DATA FOR PROCESSING -

* * * *

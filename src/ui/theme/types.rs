use ratatui::style::{Color, Modifier, Style};

/// A theme containing styles for the panel's elements.
#[derive(Debug, Clone, Copy, PartialEq)]
pub struct Theme {
	/// Style for the panel border and title.
	pub header: Style,
	/// Style for the row under the cursor.
	pub row_highlight: Style,
	/// Style for the searching indicator.
	pub prompt: Style,
	/// Style for muted text: tips, brands, dividers.
	pub empty: Style,
	/// Style for the carbohydrate summary.
	pub highlight: Style,
	/// Style for the error title and message.
	pub error: Style,
}

impl Theme {
	/// Returns the style for secondary row text.
	#[must_use]
	pub fn muted_style(&self) -> Style {
		self.empty
	}

	/// Returns the style for the panel border.
	#[must_use]
	pub fn border_style(&self) -> Style {
		Style::new().fg(self.header.fg.unwrap_or(Color::Reset))
	}

	/// Returns the style for product names.
	#[must_use]
	pub fn name_style(&self) -> Style {
		Style::new().add_modifier(Modifier::BOLD)
	}
}

/// Static description of a built-in theme.
#[derive(Debug, Clone, Copy)]
pub struct ThemeDefinition {
	/// The name of the theme.
	pub name: &'static str,
	/// Alternate names for the theme.
	pub aliases: &'static [&'static str],
	/// The theme configuration.
	pub theme: Theme,
}

impl ThemeDefinition {
	#[must_use]
	pub const fn new(name: &'static str, theme: Theme) -> Self {
		Self {
			name,
			aliases: &[],
			theme,
		}
	}

	#[must_use]
	pub const fn with_aliases(mut self, aliases: &'static [&'static str]) -> Self {
		self.aliases = aliases;
		self
	}

	pub(super) fn matches(&self, normalized: &str) -> bool {
		self.name == normalized || self.aliases.iter().any(|alias| *alias == normalized)
	}
}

* * * *

WORK ITEM -
For this exercise, set down the entire listing above exactly as given.

TASK OUTPUT -
filename src/ui/theme/types.rs
use ratatui::style::{Color, Modifier, Style};

/// A theme containing styles for the panel's elements.
#[derive(Debug, Clone, Copy, PartialEq)]
pub struct Theme {
	/// Style for the panel border and title.
	pub header: Style,
	/// Style for the row under the cursor.
	pub row_highlight: Style,
	/// Style for the searching indicator.
	pub prompt: Style,
	/// Style for muted text: tips, brands, dividers.
	pub empty: Style,
	/// Style for the carbohydrate summary.
	pub highlight: Style,
	/// Style for the error title and message.
	pub error: Style,
}

impl Theme {
	/// Returns the style for secondary row text.
	#[must_use]
	pub fn muted_style(&self) -> Style {
		self.empty
	}

	/// Returns the style for the panel border.
	#[must_use]
	pub fn border_style(&self) -> Style {
		Style::new().fg(self.header.fg.unwrap_or(Color::Reset))
	}

	/// Returns the style for product names.
	#[must_use]
	pub fn name_style(&self) -> Style {
		Style::new().add_modifier(Modifier::BOLD)
	}
}

/// Static description of a built-in theme.
#[derive(Debug, Clone, Copy)]
pub struct ThemeDefinition {
	/// The name of the theme.
	pub name: &'static str,
	/// Alternate names for the theme.
	pub aliases: &'static [&'static str],
	/// The theme configuration.
	pub theme: Theme,
}

impl ThemeDefinition {
	#[must_use]
	pub const fn new(name: &'static str, theme: Theme) -> Self {
		Self {
			name,
			aliases: &[],
			theme,
		}
	}

	#[must_use]
	pub const fn with_aliases(mut self, aliases: &'static [&'static str]) -> Self {
		self.aliases = aliases;
		self
	}

	pub(super) fn matches(&self, normalized: &str) -> bool {
		self.name == normalized || self.aliases.iter().any(|alias| *alias == normalized)
	}
}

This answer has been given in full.